The Day Of The Locust

In the first scene of The Day Of The Locust Tod Hackett takes a look at his new courtyard apartment in Hollywood. There is a crack running in one wall from an earthquake. The previous tenant covered it with a sampler, but he exposes it, and instead inserts a rose into it. This is the metaphor for the film--Hollywood is an ugly crack with a beautiful flower adorning it.

Released in 1975, directed by John Schlesinger, and based on the novel by Nathanael West, The Day Of The Locust lifts the glamorous rock of 1930s Hollywood to expose the creepy crawlies beneath. Hackett (William Atherton) works in the art department at Paramount, while a neighbor (Karen Black) is an extra hoping to be a star. Her father (Burgess Meredith) is an ex-vaudevillian now selling snake oil door-to-door. One of his customers is a meek accountant, Homer Simpson (yes, that is his name) played by Donald Sutherland.

These characters will interact amid the sunshine and decadence of Hollywood. Atherton is in love with Black, but she plays hard to get (her own father describes her as a "C.T.") and she ends up moving in with Sutherland, but the relationship is nonsexual. Meanwhile, we see cockfights, the collapse of a set on a sound stage, and Billy Barty playing an extremely vulgar dwarf. The movie ends at a premiere at Grauman's Chinese Theater in which savagery breaks out, and the announcer at the event mistakes a violent riot for the enthusiasm of fans seeing their favorite stars.
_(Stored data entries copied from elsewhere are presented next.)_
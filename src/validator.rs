use std::collections::HashMap;
use std::sync::Arc;
use anyhow::Result;
use parking_lot::RwLock;
use serde::{Serialize, Deserialize};
use tracing::{debug, info, warn};

use crate::bridge::ValidatorSignature;
use crate::crypto::{self, Address, Hash, Keypair, SignatureScheme};
use crate::error::BridgeError;
use crate::metrics;
use crate::storage::{RecordStore, RecordStoreExt, CF_VALIDATOR};

const REPUTATION_REWARD: f64 = 0.01;
const REPUTATION_PENALTY: f64 = 0.05;
const INITIAL_REPUTATION: f64 = 0.5;

#[derive(Debug, Clone, Serialize, Deserialize, PartialEq)]
pub struct Validator {
    pub id: String,
    pub address: Address,
    pub public_key: Vec<u8>,
    pub network: String,
    pub is_active: bool,
    pub reputation: f64,
    pub added_at: u64,
}

/// Bridge-scoped validator membership.
///
/// Mutations need the admin token. Removing a validator never touches
/// signatures already counted on a transfer: those carry their own key snapshot.
pub struct ValidatorRegistry {
    bridge_id: String,
    admin_token: Option<String>,
    members: RwLock<HashMap<String, Validator>>,
    scheme: Arc<dyn SignatureScheme>,
    store: Arc<dyn RecordStore>,
}

fn record_key(bridge_id: &str, validator_id: &str) -> Vec<u8> {
    format!("{bridge_id}/{validator_id}").into_bytes()
}

impl ValidatorRegistry {
    /// Load the bridge's membership from the store.
    pub fn open(
        bridge_id: &str,
        admin_token: Option<String>,
        scheme: Arc<dyn SignatureScheme>,
        store: Arc<dyn RecordStore>,
    ) -> Result<Self> {
        let prefix = format!("{bridge_id}/").into_bytes();
        let mut members = HashMap::new();
        for (key, _) in store.scan(CF_VALIDATOR)? {
            if !key.starts_with(&prefix) {
                continue;
            }
            if let Some(v) = store.get::<Validator>(CF_VALIDATOR, &key)? {
                members.insert(v.id.clone(), v);
            }
        }
        if !members.is_empty() {
            info!(bridge = bridge_id, count = members.len(), "validators loaded");
        }
        Ok(Self {
            bridge_id: bridge_id.to_string(),
            admin_token,
            members: RwLock::new(members),
            scheme,
            store,
        })
    }

    pub fn bridge_id(&self) -> &str {
        &self.bridge_id
    }

    /// Admin operations are disabled when no token is configured.
    pub fn authorize(&self, token: &str) -> Result<(), BridgeError> {
        match &self.admin_token {
            // blake3::Hash compares in constant time.
            Some(expected) if blake3::hash(expected.as_bytes()) == blake3::hash(token.as_bytes()) => Ok(()),
            _ => Err(BridgeError::Unauthorized),
        }
    }

    fn persist(&self, v: &Validator) -> Result<(), BridgeError> {
        self.store
            .put(CF_VALIDATOR, &record_key(&self.bridge_id, &v.id), v)
            .map_err(|e| BridgeError::Storage(e.to_string()))
    }

    pub fn add_validator(
        &self,
        token: &str,
        id: &str,
        public_key: Vec<u8>,
        network: &str,
    ) -> Result<Validator, BridgeError> {
        self.authorize(token)?;
        if id.is_empty() || public_key.is_empty() {
            return Err(BridgeError::InvalidRequest("validator id and public key are required".into()));
        }
        let mut members = self.members.write();
        if members.contains_key(id) {
            return Err(BridgeError::InvalidRequest(format!("validator {id} already registered")));
        }
        let v = Validator {
            id: id.to_string(),
            address: crypto::address_from_pk(&public_key),
            public_key,
            network: network.to_string(),
            is_active: true,
            reputation: INITIAL_REPUTATION,
            added_at: crate::unix_now(),
        };
        self.persist(&v)?;
        members.insert(v.id.clone(), v.clone());
        info!(bridge = %self.bridge_id, validator = id, "validator added");
        Ok(v)
    }

    pub fn remove_validator(&self, token: &str, id: &str) -> Result<Validator, BridgeError> {
        self.authorize(token)?;
        let mut members = self.members.write();
        if !members.contains_key(id) {
            return Err(BridgeError::UnknownValidator(id.to_string()));
        }
        self.store
            .delete(CF_VALIDATOR, &record_key(&self.bridge_id, id))
            .map_err(|e| BridgeError::Storage(e.to_string()))?;
        let removed = members.remove(id).ok_or_else(|| BridgeError::UnknownValidator(id.to_string()))?;
        info!(bridge = %self.bridge_id, validator = id, "validator removed");
        Ok(removed)
    }

    pub fn set_active(&self, token: &str, id: &str, active: bool) -> Result<(), BridgeError> {
        self.authorize(token)?;
        let mut members = self.members.write();
        let v = members.get_mut(id).ok_or_else(|| BridgeError::UnknownValidator(id.to_string()))?;
        v.is_active = active;
        let snapshot = v.clone();
        self.persist(&snapshot)
    }

    pub fn get(&self, id: &str) -> Option<Validator> {
        self.members.read().get(id).cloned()
    }

    pub fn list(&self) -> Vec<Validator> {
        let mut out: Vec<Validator> = self.members.read().values().cloned().collect();
        out.sort_by(|a, b| a.id.cmp(&b.id));
        out
    }

    pub fn active_count(&self) -> usize {
        self.members.read().values().filter(|v| v.is_active).count()
    }

    fn adjust_reputation(&self, id: &str, delta: f64) {
        let snapshot = {
            let mut members = self.members.write();
            let Some(v) = members.get_mut(id) else { return };
            v.reputation = (v.reputation + delta).clamp(0.0, 1.0);
            v.clone()
        };
        if let Err(e) = self.persist(&snapshot) {
            warn!(validator = id, "could not persist reputation: {}", e);
        }
    }

    /// Check `signature` over `message` against the validator's current key.
    /// On success the returned attestation carries that key as its snapshot.
    pub fn verify_signature(
        &self,
        validator_id: &str,
        message: &Hash,
        signature: &[u8],
        signed_at: u64,
    ) -> Result<ValidatorSignature, BridgeError> {
        let validator = self
            .get(validator_id)
            .ok_or_else(|| BridgeError::UnknownValidator(validator_id.to_string()))?;
        if !validator.is_active {
            metrics::BRIDGE_VERIFY_FAIL.inc();
            return Err(BridgeError::VerificationFailure(format!("validator {validator_id} is inactive")));
        }
        if !self.scheme.verify(&validator.public_key, message, signature) {
            metrics::BRIDGE_VERIFY_FAIL.inc();
            self.adjust_reputation(validator_id, -REPUTATION_PENALTY);
            return Err(BridgeError::VerificationFailure(format!(
                "signature from {validator_id} does not verify"
            )));
        }
        metrics::BRIDGE_VERIFY_OK.inc();
        self.adjust_reputation(validator_id, REPUTATION_REWARD);
        debug!(validator = validator_id, "signature verified");
        Ok(ValidatorSignature {
            validator_id: validator_id.to_string(),
            public_key: validator.public_key,
            signature: signature.to_vec(),
            signed_at,
        })
    }

    /// Re-verify a counted signature against the key it was accepted with.
    pub fn audit_signature(&self, sig: &ValidatorSignature, message: &Hash) -> bool {
        self.scheme.verify(&sig.public_key, message, &sig.signature)
    }
}

/// A signer the coordinator can ask for attestations.
#[async_trait::async_trait]
pub trait ValidatorNode: Send + Sync {
    fn id(&self) -> &str;
    async fn sign_attestation(&self, message: &Hash) -> Result<Vec<u8>, BridgeError>;
}

/// In-process validator holding its own keypair.
pub struct LocalValidator {
    id: String,
    keypair: Keypair,
    scheme: Arc<dyn SignatureScheme>,
}

impl LocalValidator {
    pub fn new(id: &str, scheme: Arc<dyn SignatureScheme>) -> Self {
        Self::with_keypair(id, Keypair::generate(), scheme)
    }

    pub fn with_keypair(id: &str, keypair: Keypair, scheme: Arc<dyn SignatureScheme>) -> Self {
        Self { id: id.to_string(), keypair, scheme }
    }

    pub fn public_key(&self) -> Vec<u8> {
        self.keypair.public.clone()
    }

    pub fn address(&self) -> Address {
        self.keypair.address()
    }

    /// Sign synchronously; used by tests and by the async trait method.
    pub fn sign(&self, message: &Hash) -> Result<Vec<u8>, BridgeError> {
        self.keypair
            .sign_with(self.scheme.as_ref(), message)
            .map_err(|e| BridgeError::VerificationFailure(e.to_string()))
    }
}

#[async_trait::async_trait]
impl ValidatorNode for LocalValidator {
    fn id(&self) -> &str {
        &self.id
    }

    async fn sign_attestation(&self, message: &Hash) -> Result<Vec<u8>, BridgeError> {
        self.sign(message)
    }
}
The film is uneven and was a box office failure. Meredith did get nominated for an Oscar, as did cinematographer Conrad Hall, but it is so dipped in bile it can be very unpleasant to watch. Acid baths like this are more easy to digest in print that actually having to watch them. Also, the movie is an ungainly 144 minutes, which could have been easily trimmed.

A film like Paper Moon was very sentimental about the '30s, but The Day Of The Locust has no sentiment whatsoever, nor even any nostalgia. There are a few interesting touches, such as how tourists could drive right up to the Hollywood sign (it's a challenge now to get close to it, taking residential streets). A tour guide describes the death of a woman jumping off the sign, and it's clear he's talking about Peg Entwhistle, but the name has been changed for some reason.

Sutherland is amazing, and of course he plays a very weird guy, a Sutherland specialty. As for the name Homer Simpson, of course West's novel pre-dates The Simpsons by several decades. I do know that Matt Groening, who created the characters, had a father named Homer, but where he got Simpson I don't know--did he get it unconsciously, if he read the book or saw the movie? For anyone seeing the movie now, when Sutherland says his name, it creates a laugh where there wasn't one before.

Meredith is also terrific, while Atherton is stuck playing the bland guy. I'll never be able to watch him in anything without thinking of the smarmy Walter Peck in Ghostbusters. In a startling bit of coincidence, I ended up watching two films with Karen Black yesterday--the other was an episode of Mystery Science Theater 3000, riffing on a film she made with Lee Majors called Killer Fish, released just three years after this one. Clearly her career was on the down slope at the time.